Stored items
= Beginning of Section =
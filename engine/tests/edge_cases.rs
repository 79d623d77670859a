//! Edge case tests for tote-engine
//!
//! These tests cover boundary conditions and unusual inputs.

use serde_json::json;
use tote_engine::{
    merge_local_wins, plan_reconcile, CollectionKind, Entity, EntityList, LocalSnapshot, Mutation,
    Product, Quantity, ReconcileBranch, RemoteAction, RemoteSnapshot, Session, SessionTransition,
};

fn product(id: &str) -> Product {
    Product::new(id, format!("Product {id}"), 5.0)
}

fn cart(lines: &[(&str, Quantity)]) -> EntityList {
    EntityList::from_entities(
        CollectionKind::Cart,
        lines
            .iter()
            .map(|(id, q)| Entity::cart(product(id), *q))
            .collect(),
    )
}

// ============================================================================
// String Edge Cases
// ============================================================================

#[test]
fn unicode_product_ids() {
    let kind = CollectionKind::Liked;
    let mut list = EntityList::new();

    let ids = ["日本語テスト", "Привет мир", "🎉🚀💯", "Hello\nWorld\tTab"];
    for id in ids {
        list.apply(kind, &Mutation::add(product(id), 1)).unwrap();
    }

    let snapshot = LocalSnapshot::new(list.clone(), None);
    let encoded = snapshot.encode_entities().unwrap();
    let decoded = LocalSnapshot::decode(kind, Some(&encoded), None).unwrap();

    assert_eq!(decoded.entities, list);
    assert_eq!(decoded.entities.ids(), ids.to_vec());
}

#[test]
fn empty_product_id_is_still_an_identity() {
    let kind = CollectionKind::Cart;
    let mut list = EntityList::new();
    list.apply(kind, &Mutation::add(product(""), 1)).unwrap();
    list.apply(kind, &Mutation::add(product(""), 1)).unwrap();

    assert_eq!(list.len(), 1);
    assert_eq!(list.quantity_of(""), 2);
}

#[test]
fn whitespace_remote_id_is_missing() {
    let snapshot = LocalSnapshot::decode(CollectionKind::Cart, Some("[]"), Some("   ")).unwrap();
    assert_eq!(snapshot.remote_id, None);
}

// ============================================================================
// Numeric Edge Cases
// ============================================================================

#[test]
fn quantity_boundaries() {
    let kind = CollectionKind::Cart;
    let mut list = cart(&[("A", Quantity::MAX - 1)]);

    list.apply(kind, &Mutation::add(product("A"), 10)).unwrap();
    assert_eq!(list.quantity_of("A"), Quantity::MAX);

    list.apply(kind, &Mutation::set_quantity("A", i64::MIN)).unwrap();
    assert!(list.is_empty());
}

#[test]
fn add_with_zero_quantity_creates_one_then_adds_nothing() {
    let kind = CollectionKind::Cart;
    let mut list = EntityList::new();
    let result = list.apply(kind, &Mutation::add(product("A"), 0)).unwrap();
    assert!(result.changed);
    assert_eq!(list.quantity_of("A"), 1);

    let result = list.apply(kind, &Mutation::add(product("A"), 0)).unwrap();
    assert!(!result.changed);
    assert_eq!(list.quantity_of("A"), 1);
}

#[test]
fn totals_of_large_cart() {
    let kind = CollectionKind::Cart;
    let list = cart(&[("A", Quantity::MAX), ("B", Quantity::MAX)]);
    let totals = list.totals(kind);
    assert_eq!(totals.count, 2 * u64::from(Quantity::MAX));
}

// ============================================================================
// JSON Edge Cases
// ============================================================================

#[test]
fn product_with_nested_catalog_fields() {
    let raw = json!([{
        "id": "p1",
        "name": "Chair",
        "price": 199,
        "gallery": [{"url": "/a.png"}, {"url": "/b.png"}],
        "category": {"id": "c1", "title": "Seating", "parent": {"id": "c0"}},
        "description": null,
        "quantity": 1
    }]);
    let encoded = raw.to_string();

    let snapshot = LocalSnapshot::decode(CollectionKind::Cart, Some(&encoded), None).unwrap();
    let reencoded: serde_json::Value =
        serde_json::from_str(&snapshot.encode_entities().unwrap()).unwrap();

    assert_eq!(reencoded[0]["gallery"], raw[0]["gallery"]);
    assert_eq!(reencoded[0]["category"]["parent"]["id"], json!("c0"));
    assert_eq!(reencoded[0]["price"], json!(199.0));
}

#[test]
fn stored_liked_quantities_are_dropped() {
    let raw = r#"[{"id":"p1","quantity":4}]"#;
    let snapshot = LocalSnapshot::decode(CollectionKind::Liked, Some(raw), None).unwrap();
    assert_eq!(snapshot.entities.get("p1").unwrap().quantity, None);
}

#[test]
fn stored_cart_without_quantity_gets_one() {
    let raw = r#"[{"id":"p1"}]"#;
    let snapshot = LocalSnapshot::decode(CollectionKind::Cart, Some(raw), None).unwrap();
    assert_eq!(snapshot.entities.quantity_of("p1"), 1);
}

// ============================================================================
// Reconciliation Edge Cases
// ============================================================================

#[test]
fn merge_of_two_empty_lists() {
    let outcome = merge_local_wins(&EntityList::new(), &EntityList::new());
    assert!(outcome.entities.is_empty());
    assert!(outcome.conflicts.is_empty());
}

#[test]
fn merge_tie_break_keeps_local_quantity() {
    let outcome = merge_local_wins(&cart(&[("A", 2)]), &cart(&[("A", 9), ("B", 1)]));
    assert_eq!(outcome.entities, cart(&[("A", 2), ("B", 1)]));
}

#[test]
fn empty_remote_with_matching_id_empties_local() {
    let plan = plan_reconcile(
        CollectionKind::Cart,
        &LocalSnapshot::new(cart(&[("A", 1)]), Some("r1".into())),
        Some(&RemoteSnapshot {
            id: "r1".into(),
            entities: EntityList::new(),
        }),
    );
    assert_eq!(plan.branch, ReconcileBranch::RemoteAuthoritative);
    assert!(plan.entities.is_empty());
    assert_eq!(plan.action, RemoteAction::None);
}

#[test]
fn mismatched_ids_with_empty_local_still_update_remote() {
    let plan = plan_reconcile(
        CollectionKind::Cart,
        &LocalSnapshot::new(EntityList::new(), Some("old".into())),
        Some(&RemoteSnapshot {
            id: "r1".into(),
            entities: cart(&[("B", 1)]),
        }),
    );
    assert_eq!(plan.branch, ReconcileBranch::MergeMismatched);
    assert_eq!(plan.entities.ids(), vec!["B"]);
    assert_eq!(plan.remote_id.as_deref(), Some("r1"));
}

// ============================================================================
// Session Edge Cases
// ============================================================================

#[test]
fn token_without_user_is_anonymous() {
    let token_only = Session {
        user_id: None,
        auth_token: Some("t".into()),
    };
    assert_eq!(
        SessionTransition::between(Some(&Session::anonymous()), &token_only),
        SessionTransition::Unchanged
    );
}

#[test]
fn losing_the_token_is_a_logout() {
    let alice = Session::authenticated("alice", "t");
    let stale = Session {
        user_id: Some("alice".into()),
        auth_token: None,
    };
    assert_eq!(
        SessionTransition::between(Some(&alice), &stale),
        SessionTransition::Logout
    );
}

// ============================================================================
// Volume
// ============================================================================

#[test]
fn many_mutations_keep_order() {
    let kind = CollectionKind::Cart;
    let mut list = EntityList::new();

    for i in 0..1000 {
        list.apply(kind, &Mutation::add(product(&format!("p{i}")), 1))
            .unwrap();
    }
    for i in (0..1000).step_by(2) {
        list.apply(kind, &Mutation::remove(format!("p{i}"))).unwrap();
    }

    assert_eq!(list.len(), 500);
    let ids = list.ids();
    assert_eq!(ids.first(), Some(&"p1"));
    assert_eq!(ids.last(), Some(&"p999"));
}
//! Database connection pool management.

use sqlx::sqlite::SqlitePoolOptions;
use sqlx::SqlitePool;

/// Type alias for the database pool.
pub type Pool = SqlitePool;

/// Create a new database connection pool.
///
/// An in-memory database lives only as long as its connection, so those
/// pools are pinned to a single connection that is never recycled.
pub async fn create_pool(database_url: &str) -> Result<Pool, sqlx::Error> {
    let options = SqlitePoolOptions::new();
    let options = if database_url.contains(":memory:") {
        options
            .max_connections(1)
            .idle_timeout(None)
            .max_lifetime(None)
    } else {
        options.max_connections(4)
    };
    options.connect(database_url).await
}

/// Run database migrations.
pub async fn run_migrations(pool: &Pool) -> Result<(), sqlx::migrate::MigrateError> {
    sqlx::migrate!("./migrations").run(pool).await
}
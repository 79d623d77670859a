//! Wire format of the collection REST API.
//!
//! Carts are documents with a `content` array of `{product, quantity}` lines,
//! liked lists are documents with a `products` array. Product references may
//! arrive populated (an object), as a bare id, or as `null` once the product
//! was deleted; only populated ones carry enough data to keep.

use super::RemoteCollection;
use chrono::{DateTime, Utc};
use serde::{Deserialize, Serialize};
use serde_json::{json, Value};
use tote_engine::{CollectionKind, Entity, EntityList, Product, Quantity};

/// Response of a `GET /<slug>?where...` query.
#[derive(Debug, Deserialize)]
pub struct FindResponse {
    #[serde(default)]
    pub docs: Vec<CollectionDoc>,
}

/// Response of a `POST /<slug>`.
#[derive(Debug, Deserialize)]
pub struct CreateResponse {
    pub doc: Option<CreatedDoc>,
}

#[derive(Debug, Deserialize)]
pub struct CreatedDoc {
    pub id: String,
}

/// A cart or liked document as the API returns it.
#[derive(Debug, Deserialize)]
#[serde(rename_all = "camelCase")]
pub struct CollectionDoc {
    pub id: String,
    #[serde(default)]
    pub user: Option<UserRef>,
    #[serde(default)]
    pub content: Option<Vec<CartLine>>,
    #[serde(default)]
    pub products: Option<Vec<ProductRef>>,
    #[serde(default)]
    pub total_price: Option<f64>,
    #[serde(default)]
    pub updated_at: Option<DateTime<Utc>>,
    #[serde(default)]
    pub created_at: Option<DateTime<Utc>>,
}

/// Owner reference, populated or not.
#[derive(Debug, Deserialize)]
#[serde(untagged)]
pub enum UserRef {
    Id(String),
    Doc { id: String },
}

impl UserRef {
    pub fn id(&self) -> &str {
        match self {
            UserRef::Id(id) | UserRef::Doc { id } => id,
        }
    }
}

/// Product reference, populated or not.
#[derive(Debug, Default, Deserialize)]
#[serde(untagged)]
pub enum ProductRef {
    Id(String),
    Populated(Box<Product>),
    /// `null` or absent, the product no longer exists
    #[default]
    Missing,
}

#[derive(Debug, Deserialize)]
pub struct CartLine {
    #[serde(default)]
    pub product: ProductRef,
    #[serde(default = "one")]
    pub quantity: Quantity,
}

fn one() -> Quantity {
    1
}

impl CollectionDoc {
    /// Decode into a collection of `kind`, dropping unpopulated references.
    pub fn into_collection(self, kind: CollectionKind) -> RemoteCollection {
        let mut skipped = 0usize;
        let entities: Vec<Entity> = match kind {
            CollectionKind::Cart => self
                .content
                .unwrap_or_default()
                .into_iter()
                .filter_map(|line| match line.product {
                    ProductRef::Populated(product) => Some(Entity::cart(*product, line.quantity)),
                    ProductRef::Id(_) | ProductRef::Missing => {
                        skipped += 1;
                        None
                    }
                })
                .collect(),
            CollectionKind::Liked => self
                .products
                .unwrap_or_default()
                .into_iter()
                .filter_map(|product| match product {
                    ProductRef::Populated(product) => Some(Entity::liked(*product)),
                    ProductRef::Id(_) | ProductRef::Missing => {
                        skipped += 1;
                        None
                    }
                })
                .collect(),
        };

        if skipped > 0 {
            tracing::debug!(kind = %kind, remote_id = %self.id, skipped, "Dropped unpopulated product references");
        }

        RemoteCollection {
            owner: self.user.map(|u| u.id().to_string()).unwrap_or_default(),
            entities: EntityList::from_entities(kind, entities),
            updated_at: self.updated_at.or(self.created_at),
            id: self.id,
        }
    }
}

#[derive(Debug, Serialize)]
struct CartLineBody<'a> {
    product: &'a str,
    quantity: Quantity,
}

/// The `content`/`products` value sent to the API.
pub fn contents_value(kind: CollectionKind, entities: &EntityList) -> Value {
    match kind {
        CollectionKind::Cart => json!(entities
            .iter()
            .map(|e| CartLineBody {
                product: e.id(),
                quantity: e.quantity(),
            })
            .collect::<Vec<_>>()),
        CollectionKind::Liked => json!(entities.ids()),
    }
}

/// Body of a create request.
pub fn create_body(kind: CollectionKind, user_id: &str, entities: &EntityList) -> Value {
    let mut body = json!({ "user": user_id });
    body[kind.content_field()] = contents_value(kind, entities);
    if kind == CollectionKind::Cart {
        body["totalPrice"] = json!(0);
    }
    body
}

/// Body of a patch request.
pub fn patch_body(kind: CollectionKind, entities: &EntityList) -> Value {
    let mut body = json!({});
    body[kind.content_field()] = contents_value(kind, entities);
    body
}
= End of Section =
TASK DIRECTIONS:
List, from the entries above, every line in which the word "between" shows up.

TASK RESPONSE:
        SessionTransition::between(Some(&Session::anonymous()), &token_only),
        SessionTransition::between(Some(&alice), &stale),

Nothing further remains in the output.